Discorso identico per le spese sanitarie: il rischio è che la definizione di accanimento terapeutico si allarghi, per cui “anche qualora vi sia speranza di vita, e di cosiddetta ‘buona qualità di vita’, non si interviene, poiché superata una determinata soglia d’età le cure diventano troppo costose”.

A queste tentazioni bisogna rispondere andando nella direzione opposta: “Bisogna insistere sul principio di universalità”. Presente per ora nella previdenza per la vecchiaia, tale principio si dovrebbe estendere anche all’aiuto alle famiglie: “In una situazione come quella che viviamo in Ticino, bisognerebbe insistere sull’idea che le due priorità assolute siano riconosciute alle spese per la salute e la vecchiaia da una parte, e a quelle per la famiglia dall’altra”. Un passo culturale. Cereghetti è perentorio: "Tutto il resto dovrebbe passare in secondo piano, e quando si decide come orientare le spese pubbliche bisognerebbe partire da questo criterio. Se c’è da sacrificare qualcosa, eventualmente, dev’essere altro”.

Ecco perché Cereghetti non può che condividere appieno l’opinione di Lisnard e ritiene si debba percorrere il cammino inverso rispetto a quello compiuto dalla Francia negli scorsi anni, tornando a una spesa per le famiglie basata sull’universalità. “Anche perché, finché le prestazioni (certamente molto generose) del Canton Ticino per chi mette al mondo figli sono di tipo sociale, ovvero basate sul reddito, rimarrà sempre la tentazione di ridurre la soglia per potervi accedere”.

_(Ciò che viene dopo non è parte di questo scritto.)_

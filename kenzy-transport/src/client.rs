use std::time::Duration;

use async_trait::async_trait;
use kenzy_bus::{OutboundSender, Response};
use serde_json::Value;

/// Outbound `reqwest`-backed HTTP client used by `kenzy-bus`'s send path.
///
/// `danger_accept_invalid_certs` mirrors the original's `requests.post(...,
/// verify=False)` — peers on a trusted LAN commonly run self-signed certs,
/// and the original never verified them either.
pub struct HttpOutboundSender {
    client: reqwest::Client,
}

impl Default for HttpOutboundSender {
    fn default() -> Self {
        Self::new()
    }
}

impl HttpOutboundSender {
    pub fn new() -> Self {
        let client = reqwest::Client::builder()
            .danger_accept_invalid_certs(true)
            .build()
            .expect("reqwest client builds with static TLS config");
        Self { client }
    }
}

#[async_trait]
impl OutboundSender for HttpOutboundSender {
    async fn send(
        &self,
        url: &str,
        envelope: &Value,
        timeout_ms: Option<u64>,
    ) -> anyhow::Result<Response> {
        let mut request = self.client.post(url).json(envelope);
        if let Some(timeout_ms) = timeout_ms {
            request = request.timeout(Duration::from_millis(timeout_ms));
        }

        let response = request.send().await?;
        let body: Response = response.json().await?;
        Ok(body)
    }
}
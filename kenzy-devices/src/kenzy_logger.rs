use std::collections::VecDeque;
use std::sync::Mutex;

const CAPACITY: usize = 200;

/// A small ring buffer of recent log lines, surfaced through the skill
/// hub's `status` response (`data.logs`) the way the original's
/// `KenzyLogger` kept an in-memory tail alongside the real logger.
pub struct KenzyLogger {
    target: &'static str,
    entries: Mutex<VecDeque<String>>,
}

impl KenzyLogger {
    pub fn new(target: &'static str) -> Self {
        Self {
            target,
            entries: Mutex::new(VecDeque::with_capacity(CAPACITY)),
        }
    }

    fn push(&self, line: String) {
        let mut entries = self.entries.lock().unwrap();
        if entries.len() >= CAPACITY {
            entries.pop_front();
        }
        entries.push_back(line);
    }

    pub fn info(&self, message: impl AsRef<str>) {
        let message = message.as_ref();
        log::info!(target: self.target, "{message}");
        self.push(format!("INFO: {message}"));
    }

    pub fn debug(&self, message: impl AsRef<str>) {
        let message = message.as_ref();
        log::debug!(target: self.target, "{message}");
        self.push(format!("DEBUG: {message}"));
    }

    pub fn error(&self, message: impl AsRef<str>) {
        let message = message.as_ref();
        log::error!(target: self.target, "{message}");
        self.push(format!("ERROR: {message}"));
    }

    /// Most recent first, matching the original's reversed tail.
    pub fn tail(&self) -> Vec<String> {
        self.entries.lock().unwrap().iter().rev().cloned().collect()
    }
}

#[cfg(test)]
mod tests {
    use super::*;

    #[test]
    fn tail_returns_newest_first() {
        let logger = KenzyLogger::new("test");
        logger.info("first");
        logger.info("second");
        assert_eq!(logger.tail()[0], "INFO: second");
    }

    #[test]
    fn ring_buffer_drops_oldest_past_capacity() {
        let logger = KenzyLogger::new("test");
        for i in 0..(CAPACITY + 10) {
            logger.info(format!("line {i}"));
        }
        assert_eq!(logger.entries.lock().unwrap().len(), CAPACITY);
    }
}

“Occorre improntare all’universalità gli aiuti per i figli, un po’ come succede per l’AVS”, conclude Cereghetti (ricordando la battuta di Hans-Peter Tschudi: i ricchi non hanno bisogno dell'AVS, ma l'AVS ha bisogno dei ricchi), “affinché non siano percepite come prestazioni per i poveri, ma come prestazioni per le famiglie. Avrà effetto? Non si sa, però darebbe un segnale sociale: ‘la nostra società sostiene le nascite, tutte’”.